Si l’on se cantonne aux écrits de Lovecraft, il est difficile de discerner quelque chose qui pourrait s’apparenter à une conscience écologique. Or, plusieurs des récits de Lovecraft (La Couleur tombée du ciel, L’Abomination de Dunwich, La Peur qui rode, Les Montagnes hallucinées) s’attardent à décrire de manière méticuleuse, visuelle et quasi documentaire l’environnement naturel dans lequel évoluent les personnages. Les descriptions auxquelles se livre l’écrivain donnent souvent à voir une biosphère altérée par l’action d’une puissance malfaisante : les arbres poussent anormalement, la végétation est grimaçante, le plus souvent souffreteuse, et la nature dans son ensemble souffre d’une forme d’excroissance dégénérative. Bref, dans ces espaces délimités, l’équilibre naturel est rompu.

On retrouve cependant dans Color out of Space, Annihilation et Stranger Things des indices intéressants dans la mesure où ils permettent de rêver les écrits de Lovecraft comme des récits décrivant l’action néfaste d’une force hostile sur l’environnement naturel.

En effet, si ces œuvres recyclent la thématique de la dégénérescence de la faune et de la flore, c’est peut-être parce qu’aujourd’hui, à l’ère de l’anthropocène et de l’homme comme force perturbatrice, il est intéressant pour certains cinéastes d’interroger les relations socio-naturelles et la place de l’homme sur la planète.
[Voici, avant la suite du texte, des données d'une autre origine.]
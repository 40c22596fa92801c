use std::path::PathBuf;
use thiserror::Error;

use crate::args::ArgsError;

/// Error returned by a run callback.
pub type RunError = Box<dyn std::error::Error + Send + Sync>;

#[derive(Debug, Error)]
pub enum SoilError {
    #[error("Duplicate flag '--{flag}' on command '{command}' (call .shadow() to replace it)")]
    DuplicateFlag { command: String, flag: String },

    #[error("Duplicate subcommand '{name}' under '{command}'")]
    DuplicateCommand { command: String, name: String },

    #[error("Environment variable {var} is bound to both '{first}' and '{second}'")]
    EnvCollision {
        var: String,
        first: String,
        second: String,
    },

    #[error(transparent)]
    Parse(#[from] clap::Error),

    #[error("{source}")]
    Args {
        command: String,
        #[source]
        source: ArgsError,
    },

    #[error("Required flag '--{flag}' not set for '{command}'")]
    MissingFlag { command: String, flag: String },

    #[error("Invalid value for '{key}': {reason}")]
    InvalidValue { key: String, reason: String },

    #[error("Configuration error: {0}")]
    ConfigError(#[from] confique::Error),

    #[error("Failed to open log file {path}: {source}")]
    LogSink {
        path: PathBuf,
        source: std::io::Error,
    },

    #[error("A global logger is already installed")]
    LoggerInstalled,

    #[error("Command '{command}' failed: {source}")]
    Run {
        command: String,
        #[source]
        source: RunError,
    },

    #[error("Failed to write output: {0}")]
    Io(#[from] std::io::Error),
}

#[cfg(test)]
mod tests {
    use super::*;

    #[test]
    fn duplicate_flag_formats_correctly() {
        let err = SoilError::DuplicateFlag {
            command: "app serve".into(),
            flag: "port".into(),
        };
        let msg = err.to_string();
        assert!(msg.contains("--port"));
        assert!(msg.contains("app serve"));
        assert!(msg.contains("shadow"));
    }

    #[test]
    fn env_collision_names_both_keys() {
        let err = SoilError::EnvCollision {
            var: "LOG_LEVEL".into(),
            first: "log-level".into(),
            second: "log_level".into(),
        };
        let msg = err.to_string();
        assert!(msg.contains("LOG_LEVEL"));
        assert!(msg.contains("log-level"));
        assert!(msg.contains("log_level"));
    }

    #[test]
    fn args_error_is_passed_through() {
        let err = SoilError::Args {
            command: "app completion".into(),
            source: ArgsError::TooFew { min: 1, actual: 0 },
        };
        assert_eq!(
            err.to_string(),
            "too few arguments (expected at least 1, got 0)"
        );
    }

    #[test]
    fn log_sink_includes_path() {
        let err = SoilError::LogSink {
            path: "/nope/x.log".into(),
            source: std::io::Error::new(std::io::ErrorKind::NotFound, "missing"),
        };
        assert!(err.to_string().contains("/nope/x.log"));
    }
}
//! Database module for PostgreSQL connection management
//!
//! Only the schema introspector and the query executor talk to the store; both
//! share one lazily established pool from here.

pub mod connection;

pub use connection::Database;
Ces trois œuvres se sont fait les témoins du lien que tisse l’homme avec la nature. En revanche, lorsqu’il s’agit de prédire l’avenir de l’humanité et de son milieu, le constat est rarement rassurant 24.
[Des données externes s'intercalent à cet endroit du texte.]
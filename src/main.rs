use anyhow::{bail, Result};
use clap::{Parser, Subcommand};
use nl2sql::config::AppConfig;
use nl2sql::NlQueryService;
use tracing::info;
use tracing_subscriber::EnvFilter;

#[derive(Parser)]
#[command(name = "nl2sql")]
#[command(about = "Answer natural-language questions about the bike-share dataset")]
struct Args {
    #[command(subcommand)]
    command: Command,
}

#[derive(Subcommand)]
enum Command {
    /// Generate SQL, run it and print the answer
    Ask {
        /// The question in natural language
        question: String,
    },
    /// Generate SQL only and print the generation result as JSON
    Sql {
        question: String,
    },
    /// Validate and run a SQL statement
    Run {
        sql: String,
    },
    /// Print the schema used as prompt context
    Schema {
        /// Re-read the catalog instead of using the cached snapshot
        #[arg(long)]
        refresh: bool,

        /// Print the `table.column` universe instead of the schema text
        #[arg(long)]
        columns: bool,
    },
    /// Check that the database answers
    Health,
}

#[tokio::main]
async fn main() -> Result<()> {
    dotenv::dotenv().ok();
    tracing_subscriber::fmt()
        .with_env_filter(EnvFilter::try_from_default_env().unwrap_or_else(|_| EnvFilter::new("info")))
        .with_writer(std::io::stderr)
        .init();

    let args = Args::parse();
    let config = AppConfig::from_env()?;
    info!(
        "Matcher: {:?}, model configured: {}",
        config.matching.strategy,
        config.has_model()
    );
    let service = NlQueryService::from_config(&config)?;

    match args.command {
        Command::Ask { question } => {
            let answer = service.ask(&question).await;
            if let Some(sql) = &answer.sql {
                println!("SQL:\n{}\n", sql);
            }
            match (&answer.result, &answer.error) {
                (Some(result), _) => println!("{}", result),
                (None, Some(error)) => bail!("{}", error),
                (None, None) => bail!("No answer produced"),
            }
        }
        Command::Sql { question } => {
            let response = service.generate_sql(&question).await;
            println!("{}", serde_json::to_string_pretty(&response)?);
            if response.error.is_some() {
                std::process::exit(1);
            }
        }
        Command::Run { sql } => {
            let result = service.execute_query(&sql).await;
            println!("{}", service.format_result_for_user(&result));
            if !result.success {
                std::process::exit(1);
            }
        }
        Command::Schema { refresh, columns } => {
            let snapshot = service.discover_schema(refresh).await?;
            if columns {
                for column in snapshot.all_columns() {
                    println!("{}", column);
                }
            } else {
                println!("{}", snapshot.schema_text());
            }
        }
        Command::Health => {
            let report = service.health().await;
            println!("{}", serde_json::to_string_pretty(&report)?);
            if !report.is_healthy() {
                std::process::exit(1);
            }
        }
    }

    Ok(())
}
Ces fictions imaginent un univers visuel où l’écosystème entier se voit parasité par une puissance cosmique insaisissable et inintelligible. On peut émettre l’hypothèse que certains textes de Lovecraft poseraient les fondations de l’imaginaire cinématographique de l’anthropocène. C’est du moins l’une des pistes de lecture possibles pour comprendre la formation d’un imaginaire très en vogue actuellement et que les scénaristes, les cinéastes et romanciers aiment explorer.

Imaginaire artistique de l’anthropocène donc, prenant forme à travers des fictions cinématographiques ou sérielles qui se servent volontairement de la matrice lovecraftienne afin de formuler ce qu’on pourrait appeler des récits de la nature courroucée, à savoir des récits qui renouent avec une tradition eschatologique de destruction de la biosphère et de tout ce qu’elle abrite, en premier lieu une humanité stupide et grossière qui n’a pas su intégrer dans sa conception du monde un intérêt pour la biodiversité. Ces obsessions de fin du monde irriguent les récits filmiques à tous les niveaux.

Dans Strangers Things 25, l’agent de police Jim Hopper enquête sur des phénomènes environnementaux étranges à proximité d’une forêt chancreuse. Il est intrigué par un champ de citrouilles putréfiées. Alarmé par la texture suspecte de l’écorce d’un arbre, il s’approche pour s’en saisir mais celle-ci se liquéfie en gélatine poisseuse. Ces dérèglements sont dus à une entité tapie dans un espace parallèle situé en dessous de la ville. Son apparence est celle d’un monstre batracien qui grandit à vitesse exponentielle. Le résultat de sa maturation ? Une créature tentaculaire capable de parasiter et de contrôler la volonté des sujets qu’elle possède. Dans la troisième saison, la créature (nommée le flagelleur mental) est à la tête d’une armée d’individus (elle absorbe l’Américain moyen, obèse, consommateur) qu’elle missionne en tant que bras armés et qui n’ont qu’un mot d’ordre : éliminer les opposants ou ceux qui tenteraient de supprimer le flagelleur mental.

La créature cosmique est une force géologique, allégorie d’une nature mécontente venue se venger d’une humanité néo-libérale qui se complait dans l’accumulation de marchandises et la technologisation du monde. Les opposants au flagelleur ne sont que des geeks passionnés par les nouvelles technologies, ils boivent des sodas et cultivent un goût prononcé pour la culture de masse et ses produit dérivés.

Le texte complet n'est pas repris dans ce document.